Setelah usia 40 tahun, kolagen di dalam kulit berkurang dengan cepat, dan kecepatan pemulihan menurun menjadi kurang dari setengah kecepatan di usia 20-an. Pada periode ini, satu kebiasaan makan yang sering dilakukan dapat secara signifikan mengubah penurunan elastisitas dan kecepatan munculnya kerutan. Terutama, makanan yang meningkatkan gula darah dan peradangan dapat merusak kolagen di dalam kulit dan mempercepat penurunan elastisitas, menyebabkan penuaan yang cepat. Mari kita lihat makanan yang harus segera dikurangi untuk penuaan lambat di usia 40-an dan 50-an.

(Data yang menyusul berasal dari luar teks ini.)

//! AuthMiddleware 인증 로직의 핵심적인 기능
//!
//! 요청마다 다음 순서로 처리합니다.
//!
//! 1. `Authorization: Bearer <token>`에서 토큰 추출 (없으면 빈 문자열)
//! 2. 유효한 토큰 → 요청 주체 등록
//! 3. 만료된 토큰 → 만료 클레임의 `id`로 `RT:<id>` 조회, 리프레시 토큰이 유효하면
//!    새 액세스 토큰을 발급하여 `New-Access-Token` 응답 헤더로 전달
//! 4. 그 외 → 401 Unauthorized (`{"error": "..."}`)
use std::rc::Rc;
use std::sync::Arc;

use actix_web::body::EitherBody;
use actix_web::dev::{forward_ready, Service, ServiceRequest, ServiceResponse};
use actix_web::http::header::{self, HeaderName, HeaderValue};
use actix_web::{Error, HttpMessage, HttpResponse};
use futures_util::future::LocalBoxFuture;

use crate::core::errors::ErrorContext;
use crate::domain::models::auth::AuthenticatedMember;
use crate::domain::models::token::TokenVerification;
use crate::repositories::tokens::RefreshTokenStore;
use crate::services::auth::TokenService;

/// 재발급된 액세스 토큰을 담는 응답 헤더
pub const NEW_ACCESS_TOKEN_HEADER: &str = "new-access-token";

/// 토큰 인증 결과
#[derive(Debug, PartialEq)]
pub(crate) enum AuthOutcome {
    /// 유효한 액세스 토큰
    Authenticated(AuthenticatedMember),
    /// 만료된 액세스 토큰을 리프레시 토큰으로 재발급함
    Reissued {
        member: AuthenticatedMember,
        access_token: String,
    },
    /// 인증 실패. 클라이언트에 보낼 메시지를 담습니다.
    Unauthenticated(&'static str),
}

/// Authorization 헤더 값으로 요청을 인증합니다.
///
/// 리프레시 토큰 저장소는 액세스 토큰이 만료된 경우에만 조회합니다.
pub(crate) async fn authenticate_request(
    auth_header: Option<&str>,
    tokens: &TokenService,
    refresh_tokens: &dyn RefreshTokenStore,
) -> AuthOutcome {
    let token = TokenService::extract_bearer_token(auth_header);
    if token.is_empty() {
        return AuthOutcome::Unauthenticated("인증이 필요합니다");
    }

    match tokens.verify_access_token(token) {
        TokenVerification::Valid(claims) => {
            AuthOutcome::Authenticated(tokens.get_authentication(&claims))
        }
        TokenVerification::Expired(claims) => {
            match tokens.reissue_access_token(&claims, refresh_tokens).await {
                Ok(Some(access_token)) => AuthOutcome::Reissued {
                    member: AuthenticatedMember::new(claims.id),
                    access_token,
                },
                Ok(None) => AuthOutcome::Unauthenticated("토큰이 만료되었습니다. 다시 로그인해주세요"),
                Err(e) => {
                    log::error!("액세스 토큰 재발급 중 오류: {}", e);
                    AuthOutcome::Unauthenticated("토큰이 만료되었습니다. 다시 로그인해주세요")
                }
            }
        }
        TokenVerification::Invalid => AuthOutcome::Unauthenticated("유효하지 않은 AccessToken입니다."),
    }
}

/// 실제 인증 로직을 수행하는 서비스
pub struct AuthMiddlewareService<S> {
    pub service: Rc<S>,
    pub tokens: Arc<TokenService>,
    pub refresh_tokens: Arc<dyn RefreshTokenStore>,
}

impl<S, B> Service<ServiceRequest> for AuthMiddlewareService<S>
where
    S: Service<ServiceRequest, Response = ServiceResponse<B>, Error = Error> + 'static,
    S::Future: 'static,
    B: 'static,
{
    type Response = ServiceResponse<EitherBody<B>>;
    type Error = Error;
    type Future = LocalBoxFuture<'static, actix_web::Result<Self::Response, Self::Error>>;

    forward_ready!(service);

    fn call(&self, req: ServiceRequest) -> Self::Future {
        let service = self.service.clone();
        let tokens = self.tokens.clone();
        let refresh_tokens = self.refresh_tokens.clone();

        Box::pin(async move {
            let auth_header = req
                .headers()
                .get(header::AUTHORIZATION)
                .and_then(|h| h.to_str().ok())
                .map(str::to_owned);

            let outcome =
                authenticate_request(auth_header.as_deref(), &tokens, refresh_tokens.as_ref()).await;

            let reissued_token = match outcome {
                AuthOutcome::Authenticated(member) => {
                    log::debug!("인증 성공: member_id={}", member.member_id);
                    req.extensions_mut().insert(member);
                    None
                }
                AuthOutcome::Reissued { member, access_token } => {
                    log::debug!("재발급 토큰으로 인증: member_id={}", member.member_id);
                    req.extensions_mut().insert(member);
                    Some(access_token)
                }
                AuthOutcome::Unauthenticated(message) => {
                    log::warn!("인증 실패: {} ({})", message, req.path());
                    let response = HttpResponse::Unauthorized()
                        .json(serde_json::json!({ "error": message }));
                    let (req, _) = req.into_parts();
                    return Ok(ServiceResponse::new(req, response).map_into_right_body());
                }
            };

            let mut res = service.call(req).await?;

            if let Some(access_token) = reissued_token {
                match HeaderValue::from_str(&access_token).context("재발급 토큰 헤더 생성 실패") {
                    Ok(value) => {
                        res.headers_mut()
                            .insert(HeaderName::from_static(NEW_ACCESS_TOKEN_HEADER), value);
                    }
                    Err(e) => log::error!("{}", e),
                }
            }

            Ok(res.map_into_left_body())
        })
    }
}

Hidangan Penutup Tinggi Gula, Roti… ‘Reaksi Glikasi’ yang Merusak Kolagen
Hidangan penutup atau kue yang mengandung banyak gula meningkatkan gula darah dengan cepat dan mempercepat reaksi glikasi (AGEs) yang mengeraskan protein kulit. Ketika AGEs menumpuk, kolagen dan elastin akan rusak, membuat kulit menjadi keras dan kerutan halus mudah muncul. Penurunan elastisitas setelah usia 40 tahun sebagian besar disebabkan oleh kecepatan kerusakan kolagen yang lebih cepat daripada kecepatan regenerasi, sehingga pengendalian gula sangat penting. Ketika menginginkan rasa manis, menggantinya dengan buah segar atau kacang-kacangan dapat mengurangi lonjakan gula darah.
Hidangan Tepung Putih… ‘Lonjakan Gula Darah’ Mempercepat Penuaan
Mie instan, roti putih, pasta, dan makanan dengan indeks glikemik (GI) tinggi dapat dengan cepat meningkatkan gula darah setelah makan, mempercepat serangan kolagen. Ketika gula darah meningkat tajam, insulin akan diproduksi secara berlebihan, yang meningkatkan produksi sebum dan memperkuat reaksi peradangan, sehingga membuat warna kulit menjadi kusam. Terutama, pada usia 40-an dan 50-an, sensitivitas insulin menurun, sehingga fluktuasi gula darah menjadi lebih besar meskipun mengonsumsi makanan yang sama. Sebaiknya, konsumsi karbohidrat diatur dengan mengonsumsinya bersama dengan gandum utuh atau biji-bijian dan protein.
Makanan Goreng, Fast Food… ‘Peradangan Kronis’ Mempercepat Penurunan Elastisitas
Makanan yang digoreng dan fast food mengandung banyak lemak trans dan minyak teroksidasi yang meningkatkan kadar peradangan dalam tubuh. Peradangan kronis mengaktifkan enzim pemecah kolagen (MMPs) yang menjadi penyebab utama penurunan elastisitas kulit. Setelah usia 40 tahun, lemak itu sendiri dapat memberikan beban pada pencernaan, sehingga mudah menyebabkan masalah kulit dan rasa panas. Jika menginginkan makanan berlemak, mengubah metode memasak menjadi memanggang, mengukus, atau menggoreng udara dapat membantu.
Kuah Asin, Makanan Olahan… ‘Pembengkakan, Kusam, Kekeringan’ Menyebabkan
Natrium merusak keseimbangan cairan dalam tubuh, meningkatkan pembengkakan dan membuat penghalang menjadi kering. Terutama, masakan berkuah dan makanan olahan memiliki kandungan natrium yang tinggi, yang menyebabkan pelebaran pembuluh darah dan memperburuk kemerahan pada wajah. Jika berlangsung lama, warna kulit akan menjadi kusam dan penurunan elastisitas akan terlihat lebih cepat. Sebaiknya, makan kuah hanya setengahnya dan mengurangi proporsi makanan olahan, maka dalam 1-2 minggu kondisi kulit dapat membaik.
Konsumsi Alkohol Berlebihan, Alkohol Manis… Dehidrasi dan Peradangan Menurunkan ‘Daya Pulih Penuaan’
Alkohol menyebabkan diuretik yang kuat, menghilangkan kelembapan kulit dengan cepat, dan menyebabkan pelebaran pembuluh darah yang memperburuk kemerahan dan rasa panas. Selain itu, minuman beralkohol yang manis meningkatkan reaksi glikasi dua kali lipat, mempercepat kerusakan kolagen. Setelah usia 40 tahun, kemampuan detoksifikasi hati juga menurun, sehingga masa pemulihan dari mabuk menjadi lebih lama, dan dengan demikian daya pulih kulit menurun. Jika harus minum alkohol, pilihlah jenis yang rendah alkohol dan rendah gula, serta mengonsumsinya bersama air adalah pilihan yang lebih aman.